We are entering a season of In-Between.
People ask me if I’m ready to leave Kosovo, for my time here to end. My answer confuses even me: “I’d be happy to stay in Kosovo for another year. I like it here. But we aren’t staying; we’re leaving. So I’m ready to go. I’m tired of preparing to leave; I just want to leave already.”
I’m tired of preparing to leave. I’m tired of not knowing if this is the last time I’ll see this particular friend or visit this particular restaurant. I’m tired of hearing of newcomers arriving and shrugging my shoulders and saying, “If they need anything, I’m happy to help—but they’ll be better off hanging out and making friends with people who don’t have one foot on the plane.” My body and my stuff are still here, but my heart is in the process of disconnecting and my head is already gone. I am no longer fully here but not yet fully gone. I’m In-Between.
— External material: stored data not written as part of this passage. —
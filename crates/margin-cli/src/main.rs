//! Margin CLI - highlight and annotate study material from the terminal
//!
//! Anchors passages of HTML or text-layer sources, renders them back, and
//! keeps the local replica in step with the remote store.

mod cli;
mod commands;
mod error;

use clap::{CommandFactory, Parser};

use crate::cli::{Cli, Commands};
use crate::commands::add::{run_add, AddRequest};
use crate::commands::common::CliContext;
use crate::commands::completions::run_completions;
use crate::commands::delete::run_delete;
use crate::commands::export::run_export;
use crate::commands::list::run_list;
use crate::commands::note::run_note;
use crate::commands::render::run_render;
use crate::commands::sync::run_sync;
use crate::error::CliError;

#[tokio::main]
async fn main() {
    if let Err(error) = run().await {
        eprintln!("Error: {error}");
        std::process::exit(1);
    }
}

async fn run() -> Result<(), CliError> {
    dotenvy::dotenv().ok();

    let filter = tracing_subscriber::EnvFilter::try_from_default_env()
        .unwrap_or_else(|_| tracing_subscriber::EnvFilter::new("margin_cli=info,margin_core=info"));
    tracing_subscriber::fmt()
        .with_env_filter(filter)
        .with_writer(std::io::stderr)
        .init();

    let cli = Cli::parse();
    let Some(command) = cli.command else {
        Cli::command().print_help()?;
        println!();
        return Ok(());
    };

    if let Commands::Completions { shell, output } = &command {
        return run_completions(*shell, output.as_deref());
    }

    let ctx = CliContext::resolve(cli.config.as_deref(), cli.db_path, cli.user)?;

    match command {
        Commands::Add {
            material,
            source,
            quote,
            occurrence,
            color,
            question,
            note,
        } => {
            let request = AddRequest {
                material_id: &material,
                source: &source,
                quote_parts: &quote,
                occurrence,
                color: color.into(),
                question_id: question.as_deref(),
                note: note.as_deref(),
            };
            run_add(&ctx, &request).await?;
        }
        Commands::List { material, json } => run_list(&ctx, material.as_deref(), json).await?,
        Commands::Render {
            material,
            source,
            strategy,
            output,
        } => {
            run_render(
                &ctx,
                &material,
                &source,
                strategy.map(Into::into),
                output.as_deref(),
            )
            .await?;
        }
        Commands::Note { id, content, clear } => run_note(&ctx, &id, &content, clear).await?,
        Commands::Delete { id } => run_delete(&ctx, &id).await?,
        Commands::Export {
            format,
            material,
            output,
        } => run_export(&ctx, format, material.as_deref(), output.as_deref()).await?,
        Commands::Sync => run_sync(&ctx).await?,
        Commands::Completions { .. } => {}
    }

    Ok(())
}
//! Per-device version counters

use std::collections::BTreeMap;

use serde::{Deserialize, Serialize};

/// Map of device id to a monotonically increasing edit counter.
///
/// A lightweight vector clock: merging takes the per-device maximum.
#[derive(Debug, Clone, Default, PartialEq, Eq, Serialize, Deserialize)]
#[serde(transparent)]
pub struct VersionVector(BTreeMap<String, u64>);

impl VersionVector {
    /// Counter recorded for `device_id` (0 when absent).
    pub fn get(&self, device_id: &str) -> u64 {
        self.0.get(device_id).copied().unwrap_or(0)
    }

    /// Bump the counter for `device_id` and return the new value.
    pub fn increment(&mut self, device_id: &str) -> u64 {
        let counter = self.0.entry(device_id.to_string()).or_insert(0);
        *counter += 1;
        *counter
    }

    /// Per-device maximum of both vectors.
    #[must_use]
    pub fn merged(&self, other: &Self) -> Self {
        let mut merged = self.0.clone();
        for (device, &counter) in &other.0 {
            let entry = merged.entry(device.clone()).or_insert(0);
            *entry = (*entry).max(counter);
        }
        Self(merged)
    }

    /// Whether `self` has seen every edit of `other` plus at least one more.
    pub fn dominates(&self, other: &Self) -> bool {
        let covers = other.iter().all(|(device, counter)| self.get(device) >= counter);
        covers && self.iter().any(|(device, counter)| counter > other.get(device))
    }

    pub fn iter(&self) -> impl Iterator<Item = (&str, u64)> {
        self.0.iter().map(|(device, counter)| (device.as_str(), *counter))
    }

    pub fn is_empty(&self) -> bool {
        self.0.is_empty()
    }
}

impl<const N: usize> From<[(&str, u64); N]> for VersionVector {
    fn from(entries: [(&str, u64); N]) -> Self {
        Self(
            entries
                .into_iter()
                .map(|(device, counter)| (device.to_string(), counter))
                .collect(),
        )
    }
}

#[cfg(test)]
mod tests {
    use super::*;

    #[test]
    fn increment_starts_at_one() {
        let mut versions = VersionVector::default();
        assert_eq!(versions.increment("laptop"), 1);
        assert_eq!(versions.increment("laptop"), 2);
        assert_eq!(versions.get("phone"), 0);
    }

    #[test]
    fn dominance_requires_strictly_newer_edits() {
        let newer = VersionVector::from([("phone", 2), ("laptop", 1)]);
        let older = VersionVector::from([("phone", 1), ("laptop", 1)]);
        let concurrent = VersionVector::from([("phone", 1), ("laptop", 2)]);
        assert!(newer.dominates(&older));
        assert!(!older.dominates(&newer));
        assert!(!newer.dominates(&newer.clone()));
        assert!(!newer.dominates(&concurrent));
        assert!(!concurrent.dominates(&newer));
    }

    #[test]
    fn merged_takes_per_device_maximum() {
        let local = VersionVector::from([("deviceA", 2)]);
        let remote = VersionVector::from([("deviceA", 1), ("deviceB", 3)]);
        let merged = local.merged(&remote);
        assert_eq!(merged.get("deviceA"), 2);
        assert_eq!(merged.get("deviceB"), 3);
    }

    #[test]
    fn serializes_as_plain_object() {
        let versions = VersionVector::from([("deviceA", 2)]);
        assert_eq!(serde_json::to_string(&versions).unwrap(), r#"{"deviceA":2}"#);
    }
}
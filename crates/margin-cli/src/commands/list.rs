use crate::commands::common::{
    format_highlight_lines, highlight_to_list_item, list_highlights, open_stores, CliContext,
    HighlightListItem,
};
use crate::error::CliError;

pub async fn run_list(
    ctx: &CliContext,
    material_id: Option<&str>,
    as_json: bool,
) -> Result<(), CliError> {
    let stores = open_stores(ctx)?;
    let highlights = list_highlights(&stores, &ctx.user_id, material_id).await?;

    if as_json {
        let json_items = highlights
            .iter()
            .map(highlight_to_list_item)
            .collect::<Vec<HighlightListItem>>();
        println!("{}", serde_json::to_string_pretty(&json_items)?);
    } else {
        for line in format_highlight_lines(&highlights) {
            println!("{line}");
        }
    }

    Ok(())
}
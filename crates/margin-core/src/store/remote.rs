//! Remote highlight store over HTTP.

use std::time::Duration;

use async_trait::async_trait;
use reqwest::{StatusCode, Url};
use serde::Deserialize;

use crate::error::{Error, Result};
use crate::models::{Highlight, HighlightId};
use crate::util::{compact_text, is_http_url, normalize_text_option};

/// Operations the sync layer needs from a remote copy of the highlights.
#[async_trait]
pub trait RemoteHighlightStore: Send + Sync {
    async fn put(&self, highlight: &Highlight) -> Result<()>;

    /// The remote copy of `id`, or `None` when the remote has none.
    async fn get(&self, id: &HighlightId) -> Result<Option<Highlight>>;

    async fn delete(&self, id: &HighlightId) -> Result<()>;

    async fn fetch_material(&self, user_id: &str, material_id: &str) -> Result<Vec<Highlight>>;
}

/// JSON-over-HTTP remote store.
#[derive(Clone)]
pub struct HttpRemoteStore {
    endpoint: String,
    base: Url,
    client: reqwest::Client,
}

impl std::fmt::Debug for HttpRemoteStore {
    fn fmt(&self, formatter: &mut std::fmt::Formatter<'_>) -> std::fmt::Result {
        formatter
            .debug_struct("HttpRemoteStore")
            .field("endpoint", &self.endpoint)
            .finish_non_exhaustive()
    }
}

impl HttpRemoteStore {
    pub fn new(endpoint: impl Into<String>, timeout: Duration) -> Result<Self> {
        let endpoint = normalize_endpoint(endpoint.into())?;
        let base = Url::parse(&endpoint)
            .map_err(|error| Error::Config(format!("invalid sync endpoint: {error}")))?;
        if base.cannot_be_a_base() {
            return Err(Error::Config(format!("invalid sync endpoint: {endpoint}")));
        }
        Ok(Self {
            endpoint,
            base,
            client: reqwest::Client::builder().timeout(timeout).build()?,
        })
    }

    pub fn endpoint(&self) -> &str {
        &self.endpoint
    }

    /// Append percent-encoded path segments to the endpoint.
    fn resource_url(&self, segments: &[&str]) -> Url {
        let mut url = self.base.clone();
        if let Ok(mut path) = url.path_segments_mut() {
            path.pop_if_empty().extend(segments);
        }
        url
    }

    fn highlight_url(&self, id: &HighlightId) -> Url {
        self.resource_url(&["v1", "highlights", id.as_str()])
    }

    fn material_url(&self, material_id: &str) -> Url {
        self.resource_url(&["v1", "materials", material_id, "highlights"])
    }
}

#[async_trait]
impl RemoteHighlightStore for HttpRemoteStore {
    async fn put(&self, highlight: &Highlight) -> Result<()> {
        let response = self
            .client
            .put(self.highlight_url(&highlight.id))
            .header("Accept", "application/json")
            .json(highlight)
            .send()
            .await?;
        ensure_success(response).await?;
        Ok(())
    }

    async fn get(&self, id: &HighlightId) -> Result<Option<Highlight>> {
        let response = self
            .client
            .get(self.highlight_url(id))
            .header("Accept", "application/json")
            .send()
            .await?;

        if response.status() == StatusCode::NOT_FOUND {
            return Ok(None);
        }
        let response = ensure_success(response).await?;
        Ok(Some(response.json::<Highlight>().await?))
    }

    async fn delete(&self, id: &HighlightId) -> Result<()> {
        let response = self
            .client
            .delete(self.highlight_url(id))
            .header("Accept", "application/json")
            .send()
            .await?;

        // Already gone on the remote is the desired end state
        if response.status() == StatusCode::NOT_FOUND {
            return Ok(());
        }
        ensure_success(response).await?;
        Ok(())
    }

    async fn fetch_material(&self, user_id: &str, material_id: &str) -> Result<Vec<Highlight>> {
        let response = self
            .client
            .get(self.material_url(material_id))
            .query(&[("user_id", user_id)])
            .header("Accept", "application/json")
            .send()
            .await?;
        let response = ensure_success(response).await?;
        Ok(response.json::<Vec<Highlight>>().await?)
    }
}

async fn ensure_success(response: reqwest::Response) -> Result<reqwest::Response> {
    if response.status().is_success() {
        return Ok(response);
    }
    let status = response.status();
    let body = response.text().await.unwrap_or_default();
    Err(Error::Remote(parse_api_error(status, &body)))
}

#[derive(Debug, Deserialize)]
struct ApiErrorBody {
    error: Option<String>,
    message: Option<String>,
}

fn parse_api_error(status: StatusCode, body: &str) -> String {
    if let Ok(payload) = serde_json::from_str::<ApiErrorBody>(body) {
        if let Some(message) = payload.message.or(payload.error) {
            return format!("{} ({})", message.trim(), status.as_u16());
        }
    }

    let trimmed = compact_text(body);
    if trimmed.is_empty() {
        format!("HTTP {}", status.as_u16())
    } else {
        format!("{} ({})", trimmed, status.as_u16())
    }
}

pub(crate) fn normalize_endpoint(raw: String) -> Result<String> {
    let endpoint = normalize_text_option(Some(raw))
        .ok_or_else(|| Error::Config("sync endpoint must not be empty".to_string()))?;
    if is_http_url(&endpoint) {
        Ok(endpoint.trim_end_matches('/').to_string())
    } else {
        Err(Error::Config(
            "sync endpoint must include http:// or https://".to_string(),
        ))
    }
}
//! Self-healing of stale anchors.
//!
//! When a highlight only resolves contextually its stored selector no longer
//! points at the text. The render pass builds a fresh anchor for the live
//! range and queues it here; a background worker persists it. Rendering never
//! waits on the write.

use std::collections::hash_map::DefaultHasher;
use std::collections::HashSet;
use std::hash::{Hash, Hasher};
use std::sync::atomic::{AtomicU64, Ordering};
use std::sync::Arc;

use tokio::sync::mpsc;

use crate::models::{Anchor, HighlightId};
use crate::store::HighlightStore;

/// Counter identifying the material currently on screen.
///
/// Bumped whenever the displayed material changes; heal requests carry the
/// value they were issued under and are dropped once it moves on.
#[derive(Debug, Clone, Default)]
pub struct MaterialEpoch(Arc<AtomicU64>);

impl MaterialEpoch {
    pub fn current(&self) -> u64 {
        self.0.load(Ordering::SeqCst)
    }

    /// Move to the next epoch and return it.
    pub fn advance(&self) -> u64 {
        self.0.fetch_add(1, Ordering::SeqCst) + 1
    }
}

/// A rebuilt anchor waiting to be persisted.
#[derive(Debug, Clone, PartialEq, Eq)]
pub struct HealRequest {
    pub highlight_id: HighlightId,
    pub anchor: Anchor,
    pub epoch: u64,
}

/// Sending half of the heal queue.
pub type HealSender = mpsc::UnboundedSender<HealRequest>;

/// Create the heal queue.
pub fn heal_channel() -> (HealSender, mpsc::UnboundedReceiver<HealRequest>) {
    mpsc::unbounded_channel()
}

/// Remembers which highlights were already healed for the current highlight set.
///
/// Without it every render pass would re-queue the same heal until the store
/// round-trips the new anchor back.
#[derive(Debug, Default)]
pub struct HealTracker {
    fingerprint: Option<u64>,
    processed: HashSet<HighlightId>,
}

impl HealTracker {
    /// Start a render pass over `ids`. Clears the processed set when the
    /// set of highlight ids differs from the previous pass.
    pub fn begin_pass<'a>(&mut self, ids: impl IntoIterator<Item = &'a HighlightId>) {
        let mut sorted: Vec<&HighlightId> = ids.into_iter().collect();
        sorted.sort();
        let mut hasher = DefaultHasher::new();
        sorted.hash(&mut hasher);
        let fingerprint = hasher.finish();

        if self.fingerprint != Some(fingerprint) {
            self.processed.clear();
            self.fingerprint = Some(fingerprint);
        }
    }

    /// Mark `id` as healed. Returns `false` if it was already handled.
    pub fn claim(&mut self, id: &HighlightId) -> bool {
        self.processed.insert(id.clone())
    }

    pub fn reset(&mut self) {
        self.fingerprint = None;
        self.processed.clear();
    }
}

/// Drains the heal queue into a store.
pub struct HealWorker<S: HighlightStore + ?Sized> {
    store: Arc<S>,
    epoch: MaterialEpoch,
    receiver: mpsc::UnboundedReceiver<HealRequest>,
}

impl<S: HighlightStore + ?Sized> HealWorker<S> {
    pub const fn new(
        store: Arc<S>,
        epoch: MaterialEpoch,
        receiver: mpsc::UnboundedReceiver<HealRequest>,
    ) -> Self {
        Self {
            store,
            epoch,
            receiver,
        }
    }

    /// Process requests until every sender is gone. Returns the number of
    /// anchors written.
    pub async fn run(mut self) -> usize {
        let mut healed = 0;
        while let Some(request) = self.receiver.recv().await {
            if self.apply(request).await {
                healed += 1;
            }
        }
        healed
    }

    /// Process whatever is queued right now without waiting for more.
    pub async fn drain(&mut self) -> usize {
        let mut healed = 0;
        while let Ok(request) = self.receiver.try_recv() {
            if self.apply(request).await {
                healed += 1;
            }
        }
        healed
    }

    async fn apply(&self, request: HealRequest) -> bool {
        if request.epoch != self.epoch.current() {
            tracing::debug!(
                "Dropping stale heal for {} (epoch {})",
                request.highlight_id,
                request.epoch
            );
            return false;
        }

        match self
            .store
            .update_anchor(&request.highlight_id, request.anchor)
            .await
        {
            Ok(_) => {
                tracing::info!("Healed anchor for highlight {}", request.highlight_id);
                true
            }
            Err(error) => {
                tracing::warn!(
                    "Failed to persist healed anchor for {}: {error}",
                    request.highlight_id
                );
                false
            }
        }
    }
}

#[cfg(test)]
mod tests {
    use super::*;
    use crate::device::StaticDeviceId;
    use crate::models::{Highlight, HighlightColor, TextQuote};
    use crate::store::LocalHighlightStore;

    fn anchor(selector: &str) -> Anchor {
        Anchor {
            selector: selector.to_string(),
            start_offset: 0,
            end_offset: 4,
            selected_text: "FSCS".to_string(),
            before_text: String::new(),
            after_text: " limit".to_string(),
            page_number: None,
            text_quote: Some(TextQuote {
                exact: "FSCS".to_string(),
                prefix: String::new(),
                suffix: " limit".to_string(),
            }),
        }
    }

    #[test]
    fn tracker_claims_once_per_highlight_set() {
        let a = HighlightId::from("hl_1_a");
        let b = HighlightId::from("hl_2_b");
        let mut tracker = HealTracker::default();

        tracker.begin_pass([&a, &b]);
        assert!(tracker.claim(&a));
        assert!(!tracker.claim(&a));

        tracker.begin_pass([&b, &a]);
        assert!(!tracker.claim(&a));

        tracker.begin_pass([&a]);
        assert!(tracker.claim(&a));
    }

    #[test]
    fn epoch_advances_monotonically() {
        let epoch = MaterialEpoch::default();
        let shared = epoch.clone();
        assert_eq!(epoch.current(), 0);
        assert_eq!(shared.advance(), 1);
        assert_eq!(epoch.current(), 1);
    }

    #[tokio::test(flavor = "multi_thread")]
    async fn worker_persists_current_requests_and_drops_stale_ones() {
        let store = Arc::new(LocalHighlightStore::open_in_memory(Arc::new(StaticDeviceId::new(
            "device-a",
        )))
        .unwrap());
        let highlight = store
            .save(&Highlight::new(
                "user-1",
                "material-1",
                anchor("#old"),
                HighlightColor::Yellow,
                "device-a",
            ))
            .await
            .unwrap();

        let epoch = MaterialEpoch::default();
        let (sender, receiver) = heal_channel();
        let mut worker = HealWorker::new(Arc::clone(&store), epoch.clone(), receiver);

        sender
            .send(HealRequest {
                highlight_id: highlight.id.clone(),
                anchor: anchor("#stale"),
                epoch: 7,
            })
            .unwrap();
        sender
            .send(HealRequest {
                highlight_id: highlight.id.clone(),
                anchor: anchor("p.fresh"),
                epoch: epoch.current(),
            })
            .unwrap();

        assert_eq!(worker.drain().await, 1);
        let stored = store.get(&highlight.id).await.unwrap().unwrap();
        assert_eq!(stored.anchor.selector, "p.fresh");
        assert_eq!(stored.versions.get("device-a"), 2);
    }

    #[tokio::test(flavor = "multi_thread")]
    async fn worker_logs_and_skips_missing_highlights() {
        let store = Arc::new(
            LocalHighlightStore::open_in_memory(Arc::new(StaticDeviceId::new("device-a")))
                .unwrap(),
        );
        let (sender, receiver) = heal_channel();
        let worker = HealWorker::new(store, MaterialEpoch::default(), receiver);
        sender
            .send(HealRequest {
                highlight_id: HighlightId::from("hl_missing"),
                anchor: anchor("p"),
                epoch: 0,
            })
            .unwrap();
        drop(sender);
        assert_eq!(worker.run().await, 0);
    }
}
In roughly three weeks, this part of the In-Between will be over, and we’ll move into the next phase. We’ll be done with the mental preparation and on to the real, tangible sign of our impending move: packout. Our stuff will disappear into boxes and crates. We’ll have one week of living in our house that is no longer our home, with no pictures on the wall, no beloved treasures to remind us of past homes or adventures, no imprint of our family on this house. Alexa will play only with the five toys we allow her to take in her suitcase, I will cook only with borrowed pots and pans, and we will eat only off borrowed dishes. I’m glad we’ll have only one week of that this time—the time after packout is by far my least favorite time at any post. The empty house is not a symbol of possibility and anticipation like it is at the beginning of our time at post; instead, it’s a symbol of endings and loss. After the end, but before the beginning: the In-Between.
Then we’ll be in the most easily recognized In-Between: in between posts. No longer living in Kosovo, not yet living in Greece, just visiting in the United States. Wanderers who can answer the question “Where are you staying?” but not “Where do you live?” Don’t get me wrong; it should be a good summer. We have plans about which we’re excited—attending our first homeschool convention, going on a cruise with friends, renting a townhouse not far from our extended family. It will be a good summer. It’s probably the part of the In-Between that we’ll enjoy most. But it will be a summer of cramming in as much America, as much family, as much time with friends as we can, because it won’t last. It’s only In-Between.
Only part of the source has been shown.